Pour les sèmes afférents, la définition initiale est gardée, mais il est noté que ces sèmes sont associés au type sans avoir de caractère définitoire au même titre que les sèmes inhérents : ce sont des valeurs prises dans l’occurrence par des attributs facultatifs du type ; ils ne sont pas hérités par défaut, mais doivent être actualisés par une instruction contextuelle. Par exemple, le sème /péjoratif/ n’est pas définitoire de ‘corbeau’, mais il peut être actualisé dans une expression comme « un corbeau de mauvais augure » : on dira alors que, du fait du contexte « de mauvais augure », il est afférent (actualisé) dans ‘corbeau’ Ces sèmes afférents ont un caractère périphérique par rapport aux sèmes inhérents (on n’est pas loin des phénomènes de connotation) et ils dépendent de normes sociales différentes du système de la langue. On voit que c’est un peu différent de la première définition des sèmes afférents. On parlera ici de sèmes afférents socialement normés (sasn). A rapprocher, mais des nuances s’imposeront, du degré sociolectal.

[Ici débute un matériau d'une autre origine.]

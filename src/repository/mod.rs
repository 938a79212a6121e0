//! Tenant-scoped persistence.
//!
//! Every read and write below `Company` takes the caller's `company_id` and
//! filters on it, either directly or through `employee_profiles.company_id`.

#[cfg(test)]
pub mod memory;
pub mod mysql;

use async_trait::async_trait;
use derive_more::Display;
use strum_macros::EnumIter;

use crate::model::{
    attendance::Attendance,
    company::Company,
    employee::EmployeeProfile,
    leave_request::LeaveRequest,
    payroll::Payroll,
    user::{NewAccount, User},
};

#[derive(Debug, Display)]
pub enum StoreError {
    #[display(fmt = "record not found")]
    NotFound,
    #[display(fmt = "unique key violated: {:?}", _0)]
    Conflict(UniqueKey),
    /// The stored record is in a terminal state and was left untouched.
    #[display(fmt = "record already finalized")]
    Stale,
    #[display(fmt = "database error: {}", _0)]
    Database(sqlx::Error),
}

impl std::error::Error for StoreError {}

/// Unique keys the store enforces on insert.
#[derive(Debug, Copy, Clone, PartialEq, Eq, EnumIter)]
pub enum UniqueKey {
    CompanyName,
    Email,
    EmployeeCode,
    EmployeeUser,
    AttendanceDay,
}

impl UniqueKey {
    /// Index name in `sql/schema.sql`.
    pub fn constraint(self) -> &'static str {
        match self {
            UniqueKey::CompanyName => "uq_companies_name",
            UniqueKey::Email => "uq_users_email",
            UniqueKey::EmployeeCode => "uq_employee_profiles_code",
            UniqueKey::EmployeeUser => "uq_employee_profiles_user",
            UniqueKey::AttendanceDay => "uq_attendance_employee_date",
        }
    }

    pub fn message(self) -> &'static str {
        match self {
            UniqueKey::CompanyName => "Company already exists",
            UniqueKey::Email => "Email already registered",
            UniqueKey::EmployeeCode => "Employee code already in use",
            UniqueKey::EmployeeUser => "User already has an employee profile",
            UniqueKey::AttendanceDay => "Already checked in today",
        }
    }
}

/// An entity that lives inside a tenant.
pub trait Scoped: Send + Sync + Sized {
    /// Insert payload; the store assigns the id.
    type New: Send + Sync;
    type Filter: Send + Sync + Default;
}

impl Scoped for EmployeeProfile {
    type New = crate::model::employee::NewEmployee;
    type Filter = crate::model::employee::EmployeeFilter;
}

impl Scoped for Attendance {
    type New = crate::model::attendance::NewAttendance;
    type Filter = crate::model::attendance::AttendanceFilter;
}

impl Scoped for LeaveRequest {
    type New = crate::model::leave_request::NewLeave;
    type Filter = crate::model::leave_request::LeaveFilter;
}

impl Scoped for Payroll {
    type New = crate::model::payroll::NewPayroll;
    type Filter = crate::model::payroll::PayrollFilter;
}

#[async_trait]
pub trait ScopedRepository<T: Scoped>: Send + Sync {
    /// Records of `company_id` matching `filter`, honouring its paging.
    async fn find_own(&self, company_id: u64, filter: &T::Filter) -> Result<Vec<T>, StoreError>;

    /// Number of records matching `filter`, ignoring paging.
    async fn count_own(&self, company_id: u64, filter: &T::Filter) -> Result<i64, StoreError>;

    /// `NotFound` when the record is missing or belongs to another company.
    async fn find_by_id_scoped(&self, company_id: u64, id: u64) -> Result<T, StoreError>;

    async fn create(&self, new: T::New) -> Result<T, StoreError>;

    /// Writes the mutable fields of `entity`. Runs with the row locked and
    /// fails with `Stale` if the stored row is already in a terminal state.
    async fn update(&self, company_id: u64, entity: &T) -> Result<(), StoreError>;
}

#[async_trait]
pub trait CompanyRepository: Send + Sync {
    /// Creates the company and its first admin in one transaction.
    async fn create_with_admin(
        &self,
        name: &str,
        admin: NewAccount,
    ) -> Result<(Company, User), StoreError>;

    async fn find_by_id(&self, id: u64) -> Result<Option<Company>, StoreError>;
}

#[async_trait]
pub trait UserRepository: Send + Sync {
    async fn find_by_id(&self, id: u64) -> Result<Option<User>, StoreError>;

    async fn find_by_email(&self, email: &str) -> Result<Option<User>, StoreError>;

    /// Writes password hash, full name and active flag, scoped by the user's company.
    async fn update(&self, user: &User) -> Result<(), StoreError>;
}

#[async_trait]
pub trait EmployeeRepository: ScopedRepository<EmployeeProfile> {
    async fn find_by_user(
        &self,
        company_id: u64,
        user_id: u64,
    ) -> Result<Option<EmployeeProfile>, StoreError>;
}

/// Everything a request needs from persistence. Injected per request as
/// `web::Data<dyn Store>`.
pub trait Store: Send + Sync {
    fn companies(&self) -> &dyn CompanyRepository;
    fn users(&self) -> &dyn UserRepository;
    fn employees(&self) -> &dyn EmployeeRepository;
    fn attendance(&self) -> &dyn ScopedRepository<Attendance>;
    fn leaves(&self) -> &dyn ScopedRepository<LeaveRequest>;
    fn payrolls(&self) -> &dyn ScopedRepository<Payroll>;
}
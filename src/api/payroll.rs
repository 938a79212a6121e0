use actix_web::{HttpResponse, web};

use crate::{
    auth::auth::AuthUser,
    error::AppError,
    model::Paging,
    repository::Store,
    service::payroll::{self, CreatePayroll, PayrollQuery, UpdatePayroll},
};

/// Create a payroll entry; net_salary is derived from the inputs
#[utoipa::path(
    post,
    path = "/api/payroll",
    request_body = CreatePayroll,
    responses(
        (status = 201, description = "Payroll created", body = crate::model::payroll::Payroll),
        (status = 400, description = "Invalid month or amounts"),
        (status = 403, description = "Admin only"),
        (status = 404, description = "Employee not found")
    ),
    security(
        ("bearer_auth" = [])
    ),
    tag = "Payroll"
)]
pub async fn create_payroll(
    auth: AuthUser,
    store: web::Data<dyn Store>,
    payload: web::Json<CreatePayroll>,
) -> Result<HttpResponse, AppError> {
    let created = payroll::create(store.get_ref(), &auth.user, payload.into_inner()).await?;
    Ok(HttpResponse::Created().json(created))
}

#[utoipa::path(
    put,
    path = "/api/payroll/{id}",
    params(
        ("id" = u64, Path, description = "Payroll ID")
    ),
    request_body = UpdatePayroll,
    responses(
        (status = 200, description = "Payroll updated, net_salary recomputed", body = crate::model::payroll::Payroll),
        (status = 403, description = "Admin only"),
        (status = 404, description = "Payroll not found")
    ),
    security(
        ("bearer_auth" = [])
    ),
    tag = "Payroll"
)]
pub async fn update_payroll(
    auth: AuthUser,
    store: web::Data<dyn Store>,
    path: web::Path<u64>,
    payload: web::Json<UpdatePayroll>,
) -> Result<HttpResponse, AppError> {
    let updated = payroll::update(
        store.get_ref(),
        &auth.user,
        path.into_inner(),
        payload.into_inner(),
    )
    .await?;
    Ok(HttpResponse::Ok().json(updated))
}

#[utoipa::path(
    get,
    path = "/api/payroll/{id}",
    params(
        ("id" = u64, Path, description = "Payroll ID")
    ),
    responses(
        (status = 200, description = "Payroll", body = crate::model::payroll::Payroll),
        (status = 404, description = "Payroll not found")
    ),
    security(
        ("bearer_auth" = [])
    ),
    tag = "Payroll"
)]
pub async fn get_payroll(
    auth: AuthUser,
    store: web::Data<dyn Store>,
    path: web::Path<u64>,
) -> Result<HttpResponse, AppError> {
    let found = payroll::get(store.get_ref(), &auth.user, path.into_inner()).await?;
    Ok(HttpResponse::Ok().json(found))
}

#[utoipa::path(
    get,
    path = "/api/payroll",
    params(PayrollQuery),
    responses(
        (status = 200, description = "Company payroll", body = crate::service::PayrollListResponse),
        (status = 403, description = "Admin only")
    ),
    security(
        ("bearer_auth" = [])
    ),
    tag = "Payroll"
)]
pub async fn list_payrolls(
    auth: AuthUser,
    store: web::Data<dyn Store>,
    query: web::Query<PayrollQuery>,
) -> Result<HttpResponse, AppError> {
    let listing = payroll::company_payroll(store.get_ref(), &auth.user, query.into_inner()).await?;
    Ok(HttpResponse::Ok().json(listing))
}

#[utoipa::path(
    get,
    path = "/api/payroll/me",
    params(Paging),
    responses(
        (status = 200, description = "Caller's payroll", body = crate::service::PayrollListResponse),
        (status = 403, description = "Employees only")
    ),
    security(
        ("bearer_auth" = [])
    ),
    tag = "Payroll"
)]
pub async fn my_payroll(
    auth: AuthUser,
    store: web::Data<dyn Store>,
    paging: web::Query<Paging>,
) -> Result<HttpResponse, AppError> {
    let listing = payroll::my_payroll(store.get_ref(), &auth.user, paging.into_inner()).await?;
    Ok(HttpResponse::Ok().json(listing))
}
use serde::{Deserialize, Serialize};
use utoipa::ToSchema;

use crate::model::Paging;

#[derive(Debug, Clone, Serialize, Deserialize, sqlx::FromRow, ToSchema)]
pub struct Payroll {
    #[schema(example = 1)]
    pub id: u64,
    #[schema(example = 3)]
    pub employee_id: u64,
    #[schema(example = 50000)]
    pub basic_salary: i64,
    #[schema(example = 2000)]
    pub deductions: i64,
    #[schema(example = 48000)]
    pub net_salary: i64,
    #[schema(example = "2026-01")]
    pub month: String,
}

impl Payroll {
    /// Net pay is always derived, never supplied. Negative results are kept.
    pub fn net(basic_salary: i64, deductions: i64) -> i64 {
        basic_salary - deductions
    }
}

#[derive(Debug, Clone)]
pub struct NewPayroll {
    pub employee_id: u64,
    pub basic_salary: i64,
    pub deductions: i64,
    pub month: String,
}

#[derive(Debug, Clone, Default)]
pub struct PayrollFilter {
    pub employee_id: Option<u64>,
    pub month: Option<String>,
    pub paging: Option<Paging>,
}
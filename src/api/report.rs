use actix_web::{HttpResponse, web};
use chrono::Local;

use crate::{
    auth::auth::AuthUser,
    error::AppError,
    repository::Store,
    service::report,
};

/// Admin dashboard counts for the caller's company
#[utoipa::path(
    get,
    path = "/api/reports/dashboard",
    responses(
        (status = 200, description = "Dashboard counts", body = crate::service::report::DashboardReport),
        (status = 403, description = "Admin only")
    ),
    security(
        ("bearer_auth" = [])
    ),
    tag = "Reports"
)]
pub async fn dashboard(
    auth: AuthUser,
    store: web::Data<dyn Store>,
) -> Result<HttpResponse, AppError> {
    let today = Local::now().date_naive();
    let report = report::dashboard(store.get_ref(), &auth.user, today).await?;
    Ok(HttpResponse::Ok().json(report))
}
use actix_web::{HttpResponse, web};
use serde_json::json;

use crate::{
    auth::auth::AuthUser,
    config::Config,
    error::AppError,
    models::{ChangePasswordRequest, LoginRequest, SignupRequest, SignupResponse},
    repository::Store,
    service::account,
};

/// Register a company together with its first admin
#[utoipa::path(
    post,
    path = "/auth/company-signup",
    request_body = SignupRequest,
    responses(
        (status = 201, description = "Company and admin created", body = SignupResponse),
        (status = 400, description = "Validation failed"),
        (status = 409, description = "Company or email already registered", body = Object, example = json!({
            "error": "conflict",
            "message": "Company already exists"
        }))
    ),
    tag = "Auth"
)]
pub async fn company_signup(
    store: web::Data<dyn Store>,
    payload: web::Json<SignupRequest>,
) -> Result<HttpResponse, AppError> {
    let (company, admin) = account::company_signup(store.get_ref(), &payload).await?;
    Ok(HttpResponse::Created().json(SignupResponse { company, admin }))
}

#[utoipa::path(
    post,
    path = "/auth/login",
    request_body = LoginRequest,
    responses(
        (status = 200, description = "Bearer token issued", body = crate::models::TokenResponse),
        (status = 401, description = "Invalid email or password")
    ),
    tag = "Auth"
)]
pub async fn login(
    store: web::Data<dyn Store>,
    config: web::Data<Config>,
    payload: web::Json<LoginRequest>,
) -> Result<HttpResponse, AppError> {
    let token = account::login(store.get_ref(), &config, &payload).await?;
    Ok(HttpResponse::Ok().json(token))
}

/// The authenticated user
#[utoipa::path(
    get,
    path = "/api/me",
    responses(
        (status = 200, description = "Current user", body = crate::model::user::User),
        (status = 401, description = "Unauthorized")
    ),
    security(
        ("bearer_auth" = [])
    ),
    tag = "Auth"
)]
pub async fn me(auth: AuthUser) -> Result<HttpResponse, AppError> {
    Ok(HttpResponse::Ok().json(auth.user))
}

#[utoipa::path(
    put,
    path = "/api/me/password",
    request_body = ChangePasswordRequest,
    responses(
        (status = 200, description = "Password changed", body = Object, example = json!({
            "message": "Password updated"
        })),
        (status = 400, description = "New password too short"),
        (status = 401, description = "Current password is incorrect")
    ),
    security(
        ("bearer_auth" = [])
    ),
    tag = "Auth"
)]
pub async fn change_password(
    auth: AuthUser,
    store: web::Data<dyn Store>,
    payload: web::Json<ChangePasswordRequest>,
) -> Result<HttpResponse, AppError> {
    account::change_password(store.get_ref(), &auth.user, &payload).await?;
    Ok(HttpResponse::Ok().json(json!({ "message": "Password updated" })))
}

Enfin, on distingue une seconde sorte de sèmes afférents, lesquels ne dépendent pas de relations paradigmatiques entre classes (et du rapport type-occurrence), mais résultent uniquement de propagation de sèmes en contexte. On parlera de sèmes afférents contextuels (sac) : ce n’est pas le rapport entre types et occurrences qui est mis en jeu, mais uniquement le rapport entre occurrences dans le contexte. Ces sèmes ne sont pas représentés dans le type lexical, mais sont propagés dans l’occurrence par le contexte au moyen de déterminations ou de prédications : par exemple, dans l’expression « le corbeau apprivoisé » le sème /apprivoisé/ est actualisé dans l’occurrence ‘corbeau’. Ce sème, certes local, doit y être stocké pour permettre ultérieurement la construction de *l’acteur corbeau (composante dialectique, non étudiée cette année).

De toute façon, dans tous les cas (cf. point suivant), le contexte a un rôle primordial. Contexte : « pour une unité sémantique, ensemble des unités qui ont une incidence sur elle (contexte actif), et sur lequel elle a une incidence (contexte passif). Le contexte connaît autant de zones de localité qu’il y a de paliers de complexité. Au palier supérieur, le contexte se confond avec la totalité du texte » (FR 01). Dans le dernier exemple, « apprivoisé » est le contexte actif pour « le corbeau ».

Remarque : le contexte peut déformer les occurrences par rapport au type ; le type n’étant qu’une reconstruction conventionnelle à partir des occurrences, celles-ci peuvent modifier le type par création et/ou délétion (suppression) d’attributs. Il s’agit là d’une position théorique non réaliste qui va à l’encontre de la tradition aristotélicienne courante en philosophie du langage. Le type ne représente pas une substance dont les occurrences marqueraient les accidents ; il n’est lui même qu’une collection structurée d’accidents momentanément considérés comme invariants. Cette théorie renonce à l’ontologie des substances, d’où la modification de la notion de type.

On notera ici aussi, comme pour la différence spécifique/générique, que la distinction entre sèmes inhérents et sèmes afférents est toute relative (différence de degré plus que de nature – la réflexion sera poursuivie ultérieurement).